• [Try it]: Given the entries below, please return each one exactly.
*** Opening Records to process ***
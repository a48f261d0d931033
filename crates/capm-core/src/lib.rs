pub mod error;
pub mod policy;
pub mod traits;
pub mod types;

pub use error::*;
pub use policy::*;
pub use traits::*;
pub use types::*;
use capm_core::{
    CapmError, CapmEstimate, CorrelationMatrix, ReturnTable, RiskPolicy, TRADING_DAYS_PER_YEAR,
};
use serde::{Deserialize, Serialize};
use statrs::statistics::Statistics;

use crate::regression;

/// Mean daily return scaled to a year.
pub fn annualized_return(daily: &[f64]) -> f64 {
    daily.mean() * TRADING_DAYS_PER_YEAR
}

/// Sample standard deviation of daily returns scaled to a year.
pub fn annualized_volatility(daily: &[f64]) -> f64 {
    daily.std_dev() * TRADING_DAYS_PER_YEAR.sqrt()
}

/// Annualized `(return, volatility)` of a return series, requiring two observations.
pub fn annualize(ticker: &str, daily: &[f64]) -> Result<(f64, f64), CapmError> {
    if daily.len() < 2 {
        return Err(CapmError::InsufficientData {
            ticker: ticker.to_string(),
            required: 2,
            got: daily.len(),
        });
    }
    Ok((annualized_return(daily), annualized_volatility(daily)))
}

/// CAPM: `risk_free + beta * (market_return - risk_free)`.
pub fn capm_expected_return(beta: f64, market_return: f64, risk_free: f64) -> f64 {
    risk_free + beta * (market_return - risk_free)
}

/// Result of running CAPM over every asset in a return table
#[derive(Debug, Clone, PartialEq, Serialize, Deserialize)]
pub struct CapmSummary {
    /// Annualized benchmark return (percent).
    pub market_return: f64,
    pub estimates: Vec<CapmEstimate>,
}

/// Beta, alpha and CAPM expected return for each non-benchmark column.
pub fn capm_estimates(
    returns: &ReturnTable,
    policy: &RiskPolicy,
) -> Result<CapmSummary, CapmError> {
    returns.check_shape()?;
    let benchmark = returns.benchmark.as_deref().ok_or(CapmError::MissingBenchmark)?;
    let market = returns
        .observations(benchmark)
        .ok_or_else(|| CapmError::UnknownTicker(benchmark.to_string()))?;
    let (market_return, _) = annualize(benchmark, market)?;
    let risk_free = policy.risk_free_pct();

    let estimates = regression::betas(returns)?
        .into_iter()
        .map(|fit| CapmEstimate {
            expected_return: capm_expected_return(fit.beta, market_return, risk_free),
            ticker: fit.ticker,
            beta: fit.beta,
            alpha: fit.alpha,
        })
        .collect();

    Ok(CapmSummary {
        market_return,
        estimates,
    })
}

/// Pearson correlation of every pair of columns, computed on daily returns.
pub fn correlation_matrix(returns: &ReturnTable) -> Result<CorrelationMatrix, CapmError> {
    returns.check_shape()?;
    let k = returns.tickers.len();
    if k < 2 {
        return Err(CapmError::InsufficientAssets { required: 2, got: k });
    }

    let series: Vec<&[f64]> = returns
        .tickers
        .iter()
        .map(|t| returns.observations(t).unwrap_or(&[]))
        .collect();

    let mut std_devs = Vec::with_capacity(k);
    for (ticker, obs) in returns.tickers.iter().zip(&series) {
        if obs.len() < 2 {
            return Err(CapmError::InsufficientData {
                ticker: ticker.clone(),
                required: 2,
                got: obs.len(),
            });
        }
        let sd = obs.std_dev();
        if sd <= 0.0 || !sd.is_finite() {
            return Err(CapmError::ZeroVolatility { ticker: ticker.clone() });
        }
        std_devs.push(sd);
    }

    let mut values = vec![vec![1.0; k]; k];
    for i in 0..k {
        for j in (i + 1)..k {
            let rho = series[i].covariance(series[j]) / (std_devs[i] * std_devs[j]);
            let rho = rho.clamp(-1.0, 1.0);
            values[i][j] = rho;
            values[j][i] = rho;
        }
    }

    Ok(CorrelationMatrix {
        tickers: returns.tickers.clone(),
        values,
    })
}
*** Closing Records to process ***
• [Written answer]:
repository a48f261d0d931033
filename crates/capm-core/src/lib.rs
pub mod error;
pub mod policy;
pub mod traits;
pub mod types;

pub use error::*;
pub use policy::*;
pub use traits::*;
pub use types::*;
use capm_core::{
    CapmError, CapmEstimate, CorrelationMatrix, ReturnTable, RiskPolicy, TRADING_DAYS_PER_YEAR,
};
use serde::{Deserialize, Serialize};
use statrs::statistics::Statistics;

use crate::regression;

/// Mean daily return scaled to a year.
pub fn annualized_return(daily: &[f64]) -> f64 {
    daily.mean() * TRADING_DAYS_PER_YEAR
}

/// Sample standard deviation of daily returns scaled to a year.
pub fn annualized_volatility(daily: &[f64]) -> f64 {
    daily.std_dev() * TRADING_DAYS_PER_YEAR.sqrt()
}

/// Annualized `(return, volatility)` of a return series, requiring two observations.
pub fn annualize(ticker: &str, daily: &[f64]) -> Result<(f64, f64), CapmError> {
    if daily.len() < 2 {
        return Err(CapmError::InsufficientData {
            ticker: ticker.to_string(),
            required: 2,
            got: daily.len(),
        });
    }
    Ok((annualized_return(daily), annualized_volatility(daily)))
}

/// CAPM: `risk_free + beta * (market_return - risk_free)`.
pub fn capm_expected_return(beta: f64, market_return: f64, risk_free: f64) -> f64 {
    risk_free + beta * (market_return - risk_free)
}

/// Result of running CAPM over every asset in a return table
#[derive(Debug, Clone, PartialEq, Serialize, Deserialize)]
pub struct CapmSummary {
    /// Annualized benchmark return (percent).
    pub market_return: f64,
    pub estimates: Vec<CapmEstimate>,
}

/// Beta, alpha and CAPM expected return for each non-benchmark column.
pub fn capm_estimates(
    returns: &ReturnTable,
    policy: &RiskPolicy,
) -> Result<CapmSummary, CapmError> {
    returns.check_shape()?;
    let benchmark = returns.benchmark.as_deref().ok_or(CapmError::MissingBenchmark)?;
    let market = returns
        .observations(benchmark)
        .ok_or_else(|| CapmError::UnknownTicker(benchmark.to_string()))?;
    let (market_return, _) = annualize(benchmark, market)?;
    let risk_free = policy.risk_free_pct();

    let estimates = regression::betas(returns)?
        .into_iter()
        .map(|fit| CapmEstimate {
            expected_return: capm_expected_return(fit.beta, market_return, risk_free),
            ticker: fit.ticker,
            beta: fit.beta,
            alpha: fit.alpha,
        })
        .collect();

    Ok(CapmSummary {
        market_return,
        estimates,
    })
}

/// Pearson correlation of every pair of columns, computed on daily returns.
pub fn correlation_matrix(returns: &ReturnTable) -> Result<CorrelationMatrix, CapmError> {
    returns.check_shape()?;
    let k = returns.tickers.len();
    if k < 2 {
        return Err(CapmError::InsufficientAssets { required: 2, got: k });
    }

    let series: Vec<&[f64]> = returns
        .tickers
        .iter()
        .map(|t| returns.observations(t).unwrap_or(&[]))
        .collect();

    let mut std_devs = Vec::with_capacity(k);
    for (ticker, obs) in returns.tickers.iter().zip(&series) {
        if obs.len() < 2 {
            return Err(CapmError::InsufficientData {
                ticker: ticker.clone(),
                required: 2,
                got: obs.len(),
            });
        }
        let sd = obs.std_dev();
        if sd <= 0.0 || !sd.is_finite() {
            return Err(CapmError::ZeroVolatility { ticker: ticker.clone() });
        }
        std_devs.push(sd);
    }

    let mut values = vec![vec![1.0; k]; k];
    for i in 0..k {
        for j in (i + 1)..k {
            let rho = series[i].covariance(series[j]) / (std_devs[i] * std_devs[j]);
            let rho = rho.clamp(-1.0, 1.0);
            values[i][j] = rho;
            values[j][i] = rho;
        }
    }

    Ok(CorrelationMatrix {
        tickers: returns.tickers.clone(),
        values,
    })
}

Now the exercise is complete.